**Input for this task**
'''
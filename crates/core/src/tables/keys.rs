//! Key generation functions for the single-table layout.
//!
//! Pure functions for building partition, sort and index keys. All functions
//! are sync and have no side effects.

use uuid::Uuid;

use super::{PrimaryKey, TableError};

// ============================================================================
// Key prefixes
// ============================================================================

pub const USER_PREFIX: &str = "USER#";
pub const PHOTO_PREFIX: &str = "PHOTO#";
pub const EMAIL_PREFIX: &str = "EMAIL#";

/// Sort keys of metadata rows start with this marker.
pub const META_PREFIX: &str = "_#";

// ============================================================================
// User keys
// ============================================================================

/// Generate partition key for a User.
///
/// Pattern: `USER#<user_id>`
pub fn user_pk(user_id: Uuid) -> String {
    format!("{USER_PREFIX}{user_id}")
}

/// Generate sort key for a User profile row.
///
/// Pattern: `USER#<user_id>` (same as PK for single-item queries)
pub fn user_sk(user_id: Uuid) -> String {
    format!("{USER_PREFIX}{user_id}")
}

pub fn user_key(user_id: Uuid) -> PrimaryKey {
    PrimaryKey::new(user_pk(user_id), user_sk(user_id))
}

/// Generate the sparse index value for username lookup.
///
/// Pattern: `EMAIL#<username>`, lowercased and trimmed.
pub fn user_si(username: &str) -> String {
    format!("{EMAIL_PREFIX}{}", normalize_username(username))
}

/// Usernames are e-mail addresses and compare case-insensitively.
pub fn normalize_username(username: &str) -> String {
    username.trim().to_lowercase()
}

/// Extract the user id from a `USER#<uuid>` partition key.
pub fn user_id_from_pk(pk: &str) -> Result<Uuid, TableError> {
    id_from_key(pk, USER_PREFIX)
}

// ============================================================================
// Photo keys
// ============================================================================

/// Generate partition key for a Photo.
///
/// Pattern: `PHOTO#<photo_id>`
pub fn photo_pk(photo_id: Uuid) -> String {
    format!("{PHOTO_PREFIX}{photo_id}")
}

/// Generate sort key for a Photo row.
///
/// Pattern: `PHOTO#<photo_id>`
pub fn photo_sk(photo_id: Uuid) -> String {
    format!("{PHOTO_PREFIX}{photo_id}")
}

pub fn photo_key(photo_id: Uuid) -> PrimaryKey {
    PrimaryKey::new(photo_pk(photo_id), photo_sk(photo_id))
}

/// Extract the photo id from a `PHOTO#<uuid>` partition key.
pub fn photo_id_from_pk(pk: &str) -> Result<Uuid, TableError> {
    id_from_key(pk, PHOTO_PREFIX)
}

// ============================================================================
// Metadata keys
// ============================================================================

/// Whether a sort key addresses a metadata row.
pub fn is_meta_sk(sk: &str) -> bool {
    sk.starts_with(META_PREFIX)
}

/// Sort key prefix shared by all metadata rows of one owner.
pub fn meta_sk_prefix() -> &'static str {
    META_PREFIX
}

fn id_from_key(key: &str, prefix: &'static str) -> Result<Uuid, TableError> {
    key.strip_prefix(prefix)
        .and_then(|id| Uuid::parse_str(id).ok())
        .ok_or_else(|| TableError::InvalidKey {
            key: key.to_string(),
            prefix,
        })
}

#[cfg(test)]
mod tests {
    use super::*;

    fn uuid(s: &str) -> Uuid {
        Uuid::parse_str(s).unwrap()
    }

    #[test]
    fn test_user_pk() {
        let id = uuid("550e8400-e29b-41d4-a716-446655440001");
        assert_eq!(user_pk(id), "USER#550e8400-e29b-41d4-a716-446655440001");
        assert_eq!(user_sk(id), user_pk(id));
    }

    #[test]
    fn test_user_si_normalizes() {
        assert_eq!(user_si("  Maria@Example.COM "), "EMAIL#maria@example.com");
    }

    #[test]
    fn test_photo_key() {
        let id = uuid("550e8400-e29b-41d4-a716-446655440003");
        let key = photo_key(id);
        assert_eq!(key.pk(), "PHOTO#550e8400-e29b-41d4-a716-446655440003");
        assert_eq!(key.sk(), key.pk());
    }

    #[test]
    fn test_id_from_pk_round_trip() {
        let id = Uuid::new_v4();
        assert_eq!(user_id_from_pk(&user_pk(id)).unwrap(), id);
        assert_eq!(photo_id_from_pk(&photo_pk(id)).unwrap(), id);
    }

    #[test]
    fn test_id_from_pk_rejects_other_prefix() {
        let id = Uuid::new_v4();
        let err = user_id_from_pk(&photo_pk(id)).unwrap_err();
        assert!(matches!(err, TableError::InvalidKey { prefix: "USER#", .. }));
        assert!(photo_id_from_pk("PHOTO#not-a-uuid").is_err());
    }

    #[test]
    fn test_meta_sk() {
        assert!(is_meta_sk("_#userPhone"));
        assert!(!is_meta_sk("USER#1"));
        assert_eq!(meta_sk_prefix(), "_#");
    }
}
'''
**Problem requirements**
What's needed is an exact copy of every entry.

**Answer**
filename crates/core/src/tables/keys.rs
//! Key generation functions for the single-table layout.
//!
//! Pure functions for building partition, sort and index keys. All functions
//! are sync and have no side effects.

use uuid::Uuid;

use super::{PrimaryKey, TableError};

// ============================================================================
// Key prefixes
// ============================================================================

pub const USER_PREFIX: &str = "USER#";
pub const PHOTO_PREFIX: &str = "PHOTO#";
pub const EMAIL_PREFIX: &str = "EMAIL#";

/// Sort keys of metadata rows start with this marker.
pub const META_PREFIX: &str = "_#";

// ============================================================================
// User keys
// ============================================================================

/// Generate partition key for a User.
///
/// Pattern: `USER#<user_id>`
pub fn user_pk(user_id: Uuid) -> String {
    format!("{USER_PREFIX}{user_id}")
}

/// Generate sort key for a User profile row.
///
/// Pattern: `USER#<user_id>` (same as PK for single-item queries)
pub fn user_sk(user_id: Uuid) -> String {
    format!("{USER_PREFIX}{user_id}")
}

pub fn user_key(user_id: Uuid) -> PrimaryKey {
    PrimaryKey::new(user_pk(user_id), user_sk(user_id))
}

/// Generate the sparse index value for username lookup.
///
/// Pattern: `EMAIL#<username>`, lowercased and trimmed.
pub fn user_si(username: &str) -> String {
    format!("{EMAIL_PREFIX}{}", normalize_username(username))
}

/// Usernames are e-mail addresses and compare case-insensitively.
pub fn normalize_username(username: &str) -> String {
    username.trim().to_lowercase()
}

/// Extract the user id from a `USER#<uuid>` partition key.
pub fn user_id_from_pk(pk: &str) -> Result<Uuid, TableError> {
    id_from_key(pk, USER_PREFIX)
}

// ============================================================================
// Photo keys
// ============================================================================

/// Generate partition key for a Photo.
///
/// Pattern: `PHOTO#<photo_id>`
pub fn photo_pk(photo_id: Uuid) -> String {
    format!("{PHOTO_PREFIX}{photo_id}")
}

/// Generate sort key for a Photo row.
///
/// Pattern: `PHOTO#<photo_id>`
pub fn photo_sk(photo_id: Uuid) -> String {
    format!("{PHOTO_PREFIX}{photo_id}")
}

pub fn photo_key(photo_id: Uuid) -> PrimaryKey {
    PrimaryKey::new(photo_pk(photo_id), photo_sk(photo_id))
}

/// Extract the photo id from a `PHOTO#<uuid>` partition key.
pub fn photo_id_from_pk(pk: &str) -> Result<Uuid, TableError> {
    id_from_key(pk, PHOTO_PREFIX)
}

// ============================================================================
// Metadata keys
// ============================================================================

/// Whether a sort key addresses a metadata row.
pub fn is_meta_sk(sk: &str) -> bool {
    sk.starts_with(META_PREFIX)
}

/// Sort key prefix shared by all metadata rows of one owner.
pub fn meta_sk_prefix() -> &'static str {
    META_PREFIX
}

fn id_from_key(key: &str, prefix: &'static str) -> Result<Uuid, TableError> {
    key.strip_prefix(prefix)
        .and_then(|id| Uuid::parse_str(id).ok())
        .ok_or_else(|| TableError::InvalidKey {
            key: key.to_string(),
            prefix,
        })
}

#[cfg(test)]
mod tests {
    use super::*;

    fn uuid(s: &str) -> Uuid {
        Uuid::parse_str(s).unwrap()
    }

    #[test]
    fn test_user_pk() {
        let id = uuid("550e8400-e29b-41d4-a716-446655440001");
        assert_eq!(user_pk(id), "USER#550e8400-e29b-41d4-a716-446655440001");
        assert_eq!(user_sk(id), user_pk(id));
    }

    #[test]
    fn test_user_si_normalizes() {
        assert_eq!(user_si("  Maria@Example.COM "), "EMAIL#maria@example.com");
    }

    #[test]
    fn test_photo_key() {
        let id = uuid("550e8400-e29b-41d4-a716-446655440003");
        let key = photo_key(id);
        assert_eq!(key.pk(), "PHOTO#550e8400-e29b-41d4-a716-446655440003");
        assert_eq!(key.sk(), key.pk());
    }

    #[test]
    fn test_id_from_pk_round_trip() {
        let id = Uuid::new_v4();
        assert_eq!(user_id_from_pk(&user_pk(id)).unwrap(), id);
        assert_eq!(photo_id_from_pk(&photo_pk(id)).unwrap(), id);
    }

    #[test]
    fn test_id_from_pk_rejects_other_prefix() {
        let id = Uuid::new_v4();
        let err = user_id_from_pk(&photo_pk(id)).unwrap_err();
        assert!(matches!(err, TableError::InvalidKey { prefix: "USER#", .. }));
        assert!(photo_id_from_pk("PHOTO#not-a-uuid").is_err());
    }

    #[test]
    fn test_meta_sk() {
        assert!(is_meta_sk("_#userPhone"));
        assert!(!is_meta_sk("USER#1"));
        assert_eq!(meta_sk_prefix(), "_#");
    }
}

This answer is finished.